§ WORK TO BE COMPLETED: Pull out every line with the word "IssueCollector" from the entries below.

(Stored items)
---

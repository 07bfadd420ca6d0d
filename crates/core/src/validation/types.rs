//! Validation outcome types.

use serde::{Deserialize, Serialize};

/// Machine-readable issue code.
#[derive(Debug, Clone, Copy, PartialEq, Eq, Hash, Serialize, Deserialize)]
#[serde(rename_all = "SCREAMING_SNAKE_CASE")]
pub enum ValidationCode {
    /// A mandatory field is missing.
    RequiredField,
    /// A value is outside its domain (e.g. non-positive consumption).
    InvalidValue,
    /// A value is plausible but unusual.
    UnusualValue,
    /// A regulatory hard limit is exceeded.
    RegulatoryViolation,
    /// A regulatory soft limit is exceeded.
    RegulatoryWarning,
    /// A percentage or ratio is outside its range.
    InvalidRange,
    /// Dates are inconsistent.
    InvalidDate,
    /// An optional field should be supplied.
    RecommendedField,
    /// A measured property deviates from the catalog standard.
    StandardDeviation,
    /// A fuel-based estimate disagrees with a reported total.
    EstimationMismatch,
    /// A reported figure disagrees with the figure derived from its inputs.
    CalculationMismatch,
}

impl ValidationCode {
    /// The wire code (e.g. `"REQUIRED_FIELD"`).
    #[must_use]
    pub const fn as_str(self) -> &'static str {
        match self {
            Self::RequiredField => "REQUIRED_FIELD",
            Self::InvalidValue => "INVALID_VALUE",
            Self::UnusualValue => "UNUSUAL_VALUE",
            Self::RegulatoryViolation => "REGULATORY_VIOLATION",
            Self::RegulatoryWarning => "REGULATORY_WARNING",
            Self::InvalidRange => "INVALID_RANGE",
            Self::InvalidDate => "INVALID_DATE",
            Self::RecommendedField => "RECOMMENDED_FIELD",
            Self::StandardDeviation => "STANDARD_DEVIATION",
            Self::EstimationMismatch => "ESTIMATION_MISMATCH",
            Self::CalculationMismatch => "CALCULATION_MISMATCH",
        }
    }
}

impl std::fmt::Display for ValidationCode {
    fn fmt(&self, f: &mut std::fmt::Formatter<'_>) -> std::fmt::Result {
        f.write_str(self.as_str())
    }
}

/// Whether an issue blocks the record.
#[derive(Debug, Clone, Copy, PartialEq, Eq, Serialize, Deserialize)]
#[serde(rename_all = "SCREAMING_SNAKE_CASE")]
pub enum Severity {
    /// Blocks ingestion.
    Error,
    /// Informational; the record stays valid.
    Warning,
}

/// One field-level finding.
#[derive(Debug, Clone, PartialEq, Eq, Serialize, Deserialize)]
pub struct ValidationIssue {
    /// Field the finding concerns.
    pub field: String,
    /// Machine-readable code.
    pub code: ValidationCode,
    /// Human-readable message.
    pub message: String,
    /// Error or warning.
    pub severity: Severity,
}

/// Result of validating one record or report.
#[derive(Debug, Clone, Default, PartialEq, Eq, Serialize, Deserialize)]
pub struct ValidationOutcome {
    /// True when there are no errors.
    pub is_valid: bool,
    /// Blocking findings.
    pub errors: Vec<ValidationIssue>,
    /// Non-blocking findings.
    pub warnings: Vec<ValidationIssue>,
}

impl ValidationOutcome {
    /// True if any error carries `code`.
    #[must_use]
    pub fn has_error(&self, code: ValidationCode) -> bool {
        self.errors.iter().any(|issue| issue.code == code)
    }

    /// True if any warning carries `code`.
    #[must_use]
    pub fn has_warning(&self, code: ValidationCode) -> bool {
        self.warnings.iter().any(|issue| issue.code == code)
    }

    /// True if a regulatory hard limit was exceeded.
    #[must_use]
    pub fn has_regulatory_violation(&self) -> bool {
        self.has_error(ValidationCode::RegulatoryViolation)
    }
}

/// Accumulates issues while a validator runs.
#[derive(Debug, Default)]
pub(crate) struct IssueCollector {
    errors: Vec<ValidationIssue>,
    warnings: Vec<ValidationIssue>,
}

impl IssueCollector {
    pub(crate) fn error(&mut self, field: &str, code: ValidationCode, message: impl Into<String>) {
        self.errors.push(ValidationIssue {
            field: field.to_string(),
            code,
            message: message.into(),
            severity: Severity::Error,
        });
    }

    pub(crate) fn warning(
        &mut self,
        field: &str,
        code: ValidationCode,
        message: impl Into<String>,
    ) {
        self.warnings.push(ValidationIssue {
            field: field.to_string(),
            code,
            message: message.into(),
            severity: Severity::Warning,
        });
    }

    pub(crate) fn finish(self) -> ValidationOutcome {
        ValidationOutcome {
            is_valid: self.errors.is_empty(),
            errors: self.errors,
            warnings: self.warnings,
        }
    }
}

---

§ ANSWER TO THE EXERCISE:
pub(crate) struct IssueCollector {
impl IssueCollector {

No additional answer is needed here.